__Problem statement__:
Could you set down exactly the lines in the records below between the line holding "let mut params" and the line holding "passed through the", inclusive?
_ _ _ _ _ _ _
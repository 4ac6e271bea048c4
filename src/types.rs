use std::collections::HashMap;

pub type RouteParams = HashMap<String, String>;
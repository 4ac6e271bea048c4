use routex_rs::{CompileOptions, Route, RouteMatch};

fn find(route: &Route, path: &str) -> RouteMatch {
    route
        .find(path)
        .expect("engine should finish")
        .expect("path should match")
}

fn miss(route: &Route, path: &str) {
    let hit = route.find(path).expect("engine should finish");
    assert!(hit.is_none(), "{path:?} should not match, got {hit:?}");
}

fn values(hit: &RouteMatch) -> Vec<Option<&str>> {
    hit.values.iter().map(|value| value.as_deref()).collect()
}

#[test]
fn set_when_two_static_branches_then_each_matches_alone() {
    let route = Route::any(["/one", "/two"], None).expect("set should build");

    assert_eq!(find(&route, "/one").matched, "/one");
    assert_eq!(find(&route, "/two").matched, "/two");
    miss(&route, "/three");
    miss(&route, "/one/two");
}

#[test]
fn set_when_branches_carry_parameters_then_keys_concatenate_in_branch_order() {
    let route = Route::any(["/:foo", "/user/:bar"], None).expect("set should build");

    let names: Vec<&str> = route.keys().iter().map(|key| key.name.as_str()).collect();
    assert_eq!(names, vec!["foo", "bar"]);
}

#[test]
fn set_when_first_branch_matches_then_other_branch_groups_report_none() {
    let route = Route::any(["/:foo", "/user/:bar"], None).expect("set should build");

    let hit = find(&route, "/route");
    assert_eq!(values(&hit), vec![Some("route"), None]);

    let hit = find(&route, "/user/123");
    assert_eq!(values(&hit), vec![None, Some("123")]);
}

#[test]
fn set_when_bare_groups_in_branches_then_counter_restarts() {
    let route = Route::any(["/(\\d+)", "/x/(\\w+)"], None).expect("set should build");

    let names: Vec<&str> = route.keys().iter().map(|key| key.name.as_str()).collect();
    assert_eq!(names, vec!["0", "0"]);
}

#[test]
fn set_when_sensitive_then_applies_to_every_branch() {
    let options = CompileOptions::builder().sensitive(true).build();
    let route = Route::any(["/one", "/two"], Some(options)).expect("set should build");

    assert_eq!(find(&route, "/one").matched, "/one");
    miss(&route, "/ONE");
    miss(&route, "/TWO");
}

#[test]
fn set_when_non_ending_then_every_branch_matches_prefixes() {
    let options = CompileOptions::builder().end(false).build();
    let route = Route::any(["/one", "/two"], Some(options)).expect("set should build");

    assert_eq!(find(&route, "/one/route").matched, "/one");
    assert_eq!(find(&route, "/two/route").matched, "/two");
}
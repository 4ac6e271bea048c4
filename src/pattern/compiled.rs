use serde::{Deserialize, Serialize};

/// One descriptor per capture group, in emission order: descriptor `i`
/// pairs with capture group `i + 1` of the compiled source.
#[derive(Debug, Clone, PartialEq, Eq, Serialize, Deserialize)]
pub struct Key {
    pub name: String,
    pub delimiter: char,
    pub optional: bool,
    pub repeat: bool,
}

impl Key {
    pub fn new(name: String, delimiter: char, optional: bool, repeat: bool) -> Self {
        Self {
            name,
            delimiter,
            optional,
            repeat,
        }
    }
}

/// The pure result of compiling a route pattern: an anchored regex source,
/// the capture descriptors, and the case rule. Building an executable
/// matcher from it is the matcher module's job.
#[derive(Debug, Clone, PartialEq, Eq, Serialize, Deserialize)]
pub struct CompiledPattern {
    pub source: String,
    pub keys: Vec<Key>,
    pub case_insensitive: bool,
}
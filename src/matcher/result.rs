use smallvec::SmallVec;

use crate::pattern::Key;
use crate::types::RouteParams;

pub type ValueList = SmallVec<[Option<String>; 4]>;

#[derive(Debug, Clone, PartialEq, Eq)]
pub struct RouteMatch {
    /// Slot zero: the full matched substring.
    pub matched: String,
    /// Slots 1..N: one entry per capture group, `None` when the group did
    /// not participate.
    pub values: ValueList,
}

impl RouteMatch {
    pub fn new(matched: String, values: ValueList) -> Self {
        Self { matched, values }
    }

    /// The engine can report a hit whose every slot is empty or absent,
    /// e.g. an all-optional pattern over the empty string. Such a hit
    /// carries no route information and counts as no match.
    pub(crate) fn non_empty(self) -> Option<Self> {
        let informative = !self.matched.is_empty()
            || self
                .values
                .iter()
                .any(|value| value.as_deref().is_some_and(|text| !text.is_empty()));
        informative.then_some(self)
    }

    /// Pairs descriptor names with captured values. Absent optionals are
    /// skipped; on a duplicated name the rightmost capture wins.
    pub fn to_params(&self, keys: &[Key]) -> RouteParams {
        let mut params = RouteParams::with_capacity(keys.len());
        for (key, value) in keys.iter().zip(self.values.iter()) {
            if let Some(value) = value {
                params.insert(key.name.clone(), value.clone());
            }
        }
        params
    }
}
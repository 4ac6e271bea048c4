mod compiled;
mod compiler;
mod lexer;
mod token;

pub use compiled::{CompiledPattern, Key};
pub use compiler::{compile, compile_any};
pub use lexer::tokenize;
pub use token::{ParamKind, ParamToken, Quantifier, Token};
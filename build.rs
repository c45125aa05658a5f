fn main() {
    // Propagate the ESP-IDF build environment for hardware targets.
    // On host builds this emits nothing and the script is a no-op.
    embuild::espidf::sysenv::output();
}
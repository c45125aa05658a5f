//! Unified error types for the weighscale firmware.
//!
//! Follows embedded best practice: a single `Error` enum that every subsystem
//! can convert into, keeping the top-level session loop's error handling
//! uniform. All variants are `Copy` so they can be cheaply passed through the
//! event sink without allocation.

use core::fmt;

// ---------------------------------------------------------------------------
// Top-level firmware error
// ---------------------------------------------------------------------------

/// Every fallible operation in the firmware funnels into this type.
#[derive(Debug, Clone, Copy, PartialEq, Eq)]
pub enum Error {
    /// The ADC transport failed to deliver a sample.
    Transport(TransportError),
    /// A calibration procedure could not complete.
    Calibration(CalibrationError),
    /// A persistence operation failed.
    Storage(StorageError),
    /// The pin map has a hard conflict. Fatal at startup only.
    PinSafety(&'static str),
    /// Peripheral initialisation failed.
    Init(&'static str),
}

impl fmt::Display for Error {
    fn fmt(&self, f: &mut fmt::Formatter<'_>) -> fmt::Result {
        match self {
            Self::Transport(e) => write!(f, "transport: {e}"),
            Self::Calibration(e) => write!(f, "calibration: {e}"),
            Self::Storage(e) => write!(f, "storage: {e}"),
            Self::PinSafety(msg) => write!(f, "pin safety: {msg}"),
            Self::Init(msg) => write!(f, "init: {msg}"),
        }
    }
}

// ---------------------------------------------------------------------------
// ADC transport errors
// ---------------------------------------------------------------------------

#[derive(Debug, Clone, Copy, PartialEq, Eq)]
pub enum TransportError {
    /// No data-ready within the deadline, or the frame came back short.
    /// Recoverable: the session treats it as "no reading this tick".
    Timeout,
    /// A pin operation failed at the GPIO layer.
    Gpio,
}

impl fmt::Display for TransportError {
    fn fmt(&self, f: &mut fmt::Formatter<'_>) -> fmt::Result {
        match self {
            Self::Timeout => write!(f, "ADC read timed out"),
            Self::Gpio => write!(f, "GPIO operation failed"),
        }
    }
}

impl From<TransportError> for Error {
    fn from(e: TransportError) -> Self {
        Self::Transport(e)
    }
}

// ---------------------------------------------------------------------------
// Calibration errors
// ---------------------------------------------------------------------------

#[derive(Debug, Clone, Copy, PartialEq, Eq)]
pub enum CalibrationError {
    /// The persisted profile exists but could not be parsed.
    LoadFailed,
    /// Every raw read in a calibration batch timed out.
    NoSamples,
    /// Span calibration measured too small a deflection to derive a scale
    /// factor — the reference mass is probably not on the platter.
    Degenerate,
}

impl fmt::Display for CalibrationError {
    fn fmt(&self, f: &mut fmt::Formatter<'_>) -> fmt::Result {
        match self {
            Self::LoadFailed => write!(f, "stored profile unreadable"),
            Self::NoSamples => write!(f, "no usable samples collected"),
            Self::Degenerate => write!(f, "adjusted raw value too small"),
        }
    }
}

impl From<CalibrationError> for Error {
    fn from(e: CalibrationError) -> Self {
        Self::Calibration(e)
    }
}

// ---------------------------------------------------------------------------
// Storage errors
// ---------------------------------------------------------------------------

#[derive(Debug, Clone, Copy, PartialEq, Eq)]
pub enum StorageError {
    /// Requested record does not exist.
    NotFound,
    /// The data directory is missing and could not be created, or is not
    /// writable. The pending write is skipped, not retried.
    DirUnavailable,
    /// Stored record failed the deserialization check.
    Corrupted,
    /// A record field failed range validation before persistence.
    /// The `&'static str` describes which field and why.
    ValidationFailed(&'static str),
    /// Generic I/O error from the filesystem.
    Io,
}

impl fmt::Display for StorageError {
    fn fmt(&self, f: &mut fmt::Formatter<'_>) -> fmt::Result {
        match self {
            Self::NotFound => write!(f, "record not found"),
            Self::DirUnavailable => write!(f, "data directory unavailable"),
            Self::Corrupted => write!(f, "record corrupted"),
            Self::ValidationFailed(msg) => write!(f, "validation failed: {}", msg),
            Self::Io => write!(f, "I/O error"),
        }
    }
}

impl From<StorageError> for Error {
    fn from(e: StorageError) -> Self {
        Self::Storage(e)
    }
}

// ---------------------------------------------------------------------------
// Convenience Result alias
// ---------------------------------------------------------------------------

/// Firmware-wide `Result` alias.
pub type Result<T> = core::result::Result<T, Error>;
_ _ _ _ _ _ _
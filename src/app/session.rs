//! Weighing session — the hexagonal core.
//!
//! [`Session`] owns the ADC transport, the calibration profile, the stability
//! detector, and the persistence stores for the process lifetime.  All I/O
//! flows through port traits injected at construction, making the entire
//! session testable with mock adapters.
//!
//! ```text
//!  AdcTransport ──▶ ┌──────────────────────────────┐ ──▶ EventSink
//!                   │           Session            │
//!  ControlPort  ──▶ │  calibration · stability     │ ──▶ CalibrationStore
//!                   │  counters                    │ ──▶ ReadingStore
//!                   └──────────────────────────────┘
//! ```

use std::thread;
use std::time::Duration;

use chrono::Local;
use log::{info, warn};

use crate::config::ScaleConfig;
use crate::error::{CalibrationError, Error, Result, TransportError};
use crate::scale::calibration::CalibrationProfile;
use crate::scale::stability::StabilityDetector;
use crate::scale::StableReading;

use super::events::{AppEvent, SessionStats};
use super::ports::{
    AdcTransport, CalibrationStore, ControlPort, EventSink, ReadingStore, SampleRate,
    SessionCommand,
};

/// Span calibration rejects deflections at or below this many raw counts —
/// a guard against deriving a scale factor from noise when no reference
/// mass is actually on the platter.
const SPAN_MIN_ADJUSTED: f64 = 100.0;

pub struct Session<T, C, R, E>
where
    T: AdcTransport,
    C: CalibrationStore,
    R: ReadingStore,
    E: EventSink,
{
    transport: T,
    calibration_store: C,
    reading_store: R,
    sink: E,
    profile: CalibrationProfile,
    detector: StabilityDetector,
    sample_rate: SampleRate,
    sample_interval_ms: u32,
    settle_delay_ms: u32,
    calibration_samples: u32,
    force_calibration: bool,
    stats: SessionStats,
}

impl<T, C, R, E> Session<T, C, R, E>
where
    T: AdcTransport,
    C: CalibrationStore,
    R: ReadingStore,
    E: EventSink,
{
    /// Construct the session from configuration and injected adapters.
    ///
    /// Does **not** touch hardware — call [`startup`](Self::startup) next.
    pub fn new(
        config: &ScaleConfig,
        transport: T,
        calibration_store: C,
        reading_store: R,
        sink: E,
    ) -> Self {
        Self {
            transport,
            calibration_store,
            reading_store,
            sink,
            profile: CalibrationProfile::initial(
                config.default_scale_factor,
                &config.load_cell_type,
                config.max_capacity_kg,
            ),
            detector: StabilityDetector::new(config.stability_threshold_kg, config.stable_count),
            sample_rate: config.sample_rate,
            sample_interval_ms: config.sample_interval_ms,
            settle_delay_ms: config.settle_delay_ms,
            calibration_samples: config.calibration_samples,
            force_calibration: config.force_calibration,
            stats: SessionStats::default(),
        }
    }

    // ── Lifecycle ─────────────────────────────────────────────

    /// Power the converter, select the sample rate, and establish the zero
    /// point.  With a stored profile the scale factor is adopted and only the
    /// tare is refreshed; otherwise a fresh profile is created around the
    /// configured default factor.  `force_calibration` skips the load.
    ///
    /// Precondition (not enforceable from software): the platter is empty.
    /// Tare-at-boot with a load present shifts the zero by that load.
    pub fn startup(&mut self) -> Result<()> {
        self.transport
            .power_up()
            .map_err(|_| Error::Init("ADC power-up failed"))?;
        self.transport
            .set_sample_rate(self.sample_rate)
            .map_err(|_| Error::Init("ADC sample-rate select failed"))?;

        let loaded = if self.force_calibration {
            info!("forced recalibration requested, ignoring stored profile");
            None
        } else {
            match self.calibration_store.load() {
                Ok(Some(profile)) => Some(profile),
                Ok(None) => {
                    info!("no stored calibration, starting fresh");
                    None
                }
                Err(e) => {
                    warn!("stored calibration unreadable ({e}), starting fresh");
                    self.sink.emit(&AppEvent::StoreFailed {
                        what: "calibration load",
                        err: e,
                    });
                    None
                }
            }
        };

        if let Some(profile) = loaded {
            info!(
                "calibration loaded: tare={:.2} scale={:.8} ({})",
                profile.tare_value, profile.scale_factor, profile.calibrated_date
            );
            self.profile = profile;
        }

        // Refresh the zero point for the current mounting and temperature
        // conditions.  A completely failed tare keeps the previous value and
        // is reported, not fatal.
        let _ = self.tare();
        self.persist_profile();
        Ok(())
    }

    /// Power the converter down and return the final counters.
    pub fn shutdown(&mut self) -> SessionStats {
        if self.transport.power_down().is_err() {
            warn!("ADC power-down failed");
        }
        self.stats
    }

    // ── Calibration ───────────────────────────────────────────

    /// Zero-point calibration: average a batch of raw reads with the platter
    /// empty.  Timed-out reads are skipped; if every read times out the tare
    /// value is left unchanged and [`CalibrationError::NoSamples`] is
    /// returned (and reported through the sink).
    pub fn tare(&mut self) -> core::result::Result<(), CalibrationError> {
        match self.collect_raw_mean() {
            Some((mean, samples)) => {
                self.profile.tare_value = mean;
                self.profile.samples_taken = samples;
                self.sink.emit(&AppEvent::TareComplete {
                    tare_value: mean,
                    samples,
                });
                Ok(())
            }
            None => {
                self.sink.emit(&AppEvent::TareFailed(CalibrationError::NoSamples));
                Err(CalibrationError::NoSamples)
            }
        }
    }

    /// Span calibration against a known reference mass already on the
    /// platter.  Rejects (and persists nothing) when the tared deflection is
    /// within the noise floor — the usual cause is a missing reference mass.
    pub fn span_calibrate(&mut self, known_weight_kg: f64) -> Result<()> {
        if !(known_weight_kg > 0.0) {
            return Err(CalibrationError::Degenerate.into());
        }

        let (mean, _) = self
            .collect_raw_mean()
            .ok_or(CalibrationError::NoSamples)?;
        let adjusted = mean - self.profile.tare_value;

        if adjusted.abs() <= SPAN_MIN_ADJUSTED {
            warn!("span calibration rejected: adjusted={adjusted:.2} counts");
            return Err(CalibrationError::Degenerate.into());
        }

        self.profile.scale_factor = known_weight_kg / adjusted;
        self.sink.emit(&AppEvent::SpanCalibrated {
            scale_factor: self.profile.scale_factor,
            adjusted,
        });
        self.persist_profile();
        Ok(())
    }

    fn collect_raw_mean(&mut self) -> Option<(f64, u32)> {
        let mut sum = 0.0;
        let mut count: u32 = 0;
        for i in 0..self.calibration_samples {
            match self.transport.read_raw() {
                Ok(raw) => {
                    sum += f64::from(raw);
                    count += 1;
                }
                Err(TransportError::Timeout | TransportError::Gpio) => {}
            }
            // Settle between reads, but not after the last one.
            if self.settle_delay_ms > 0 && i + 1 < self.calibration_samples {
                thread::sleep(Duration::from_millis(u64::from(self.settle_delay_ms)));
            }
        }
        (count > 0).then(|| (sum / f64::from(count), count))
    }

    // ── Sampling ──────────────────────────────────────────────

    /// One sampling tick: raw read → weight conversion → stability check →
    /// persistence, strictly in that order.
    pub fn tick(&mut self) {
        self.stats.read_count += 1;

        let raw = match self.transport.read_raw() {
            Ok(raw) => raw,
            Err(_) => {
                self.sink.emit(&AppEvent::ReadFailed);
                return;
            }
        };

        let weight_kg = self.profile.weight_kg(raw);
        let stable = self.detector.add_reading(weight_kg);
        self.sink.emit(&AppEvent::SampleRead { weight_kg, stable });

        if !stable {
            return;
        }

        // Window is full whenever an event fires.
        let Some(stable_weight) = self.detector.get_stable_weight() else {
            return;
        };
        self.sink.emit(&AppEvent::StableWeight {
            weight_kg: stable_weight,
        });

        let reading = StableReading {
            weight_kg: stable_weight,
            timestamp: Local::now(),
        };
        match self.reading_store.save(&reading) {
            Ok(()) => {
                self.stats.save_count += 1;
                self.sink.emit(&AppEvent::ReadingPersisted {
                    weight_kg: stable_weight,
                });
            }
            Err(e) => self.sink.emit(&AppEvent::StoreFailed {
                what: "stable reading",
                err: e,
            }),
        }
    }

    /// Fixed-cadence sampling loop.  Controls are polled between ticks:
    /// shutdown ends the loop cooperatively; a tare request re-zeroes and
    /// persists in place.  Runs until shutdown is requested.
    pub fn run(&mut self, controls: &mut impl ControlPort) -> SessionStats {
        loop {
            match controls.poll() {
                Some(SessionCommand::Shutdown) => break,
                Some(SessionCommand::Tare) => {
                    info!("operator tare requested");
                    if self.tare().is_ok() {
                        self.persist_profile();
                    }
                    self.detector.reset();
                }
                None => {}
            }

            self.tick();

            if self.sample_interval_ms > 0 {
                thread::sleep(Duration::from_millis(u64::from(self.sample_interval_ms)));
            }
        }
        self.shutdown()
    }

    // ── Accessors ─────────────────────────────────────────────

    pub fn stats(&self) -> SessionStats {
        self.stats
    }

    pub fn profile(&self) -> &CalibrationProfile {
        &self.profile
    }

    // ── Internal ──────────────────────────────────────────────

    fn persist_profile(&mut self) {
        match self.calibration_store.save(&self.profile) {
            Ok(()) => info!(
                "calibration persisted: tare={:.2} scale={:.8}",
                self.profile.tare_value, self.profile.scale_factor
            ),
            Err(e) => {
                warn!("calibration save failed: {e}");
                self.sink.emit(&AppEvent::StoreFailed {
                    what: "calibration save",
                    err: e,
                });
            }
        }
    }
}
_ _ _ _ _ _ _
__Your response__:
        let mut params = RouteParams::with_capacity(keys.len());
        for (key, value) in keys.iter().zip(self.values.iter()) {
            if let Some(value) = value {
                params.insert(key.name.clone(), value.clone());
            }
        }
        params
    }
}
repository 4ac6e271bea048c4
mod compiled;
mod compiler;
mod lexer;
mod token;

pub use compiled::{CompiledPattern, Key};
pub use compiler::{compile, compile_any};
pub use lexer::tokenize;
pub use token::{ParamKind, ParamToken, Quantifier, Token};
filename build.rs
repository c45125aa05658a5f
fn main() {
    // Propagate the ESP-IDF build environment for hardware targets.
    // On host builds this emits nothing and the script is a no-op.
    embuild::espidf::sysenv::output();
}
repository c45125aa05658a5f
//! Unified error types for the weighscale firmware.
//!
//! Follows embedded best practice: a single `Error` enum that every subsystem
//! can convert into, keeping the top-level session loop's error handling
//! uniform. All variants are `Copy` so they can be cheaply passed through the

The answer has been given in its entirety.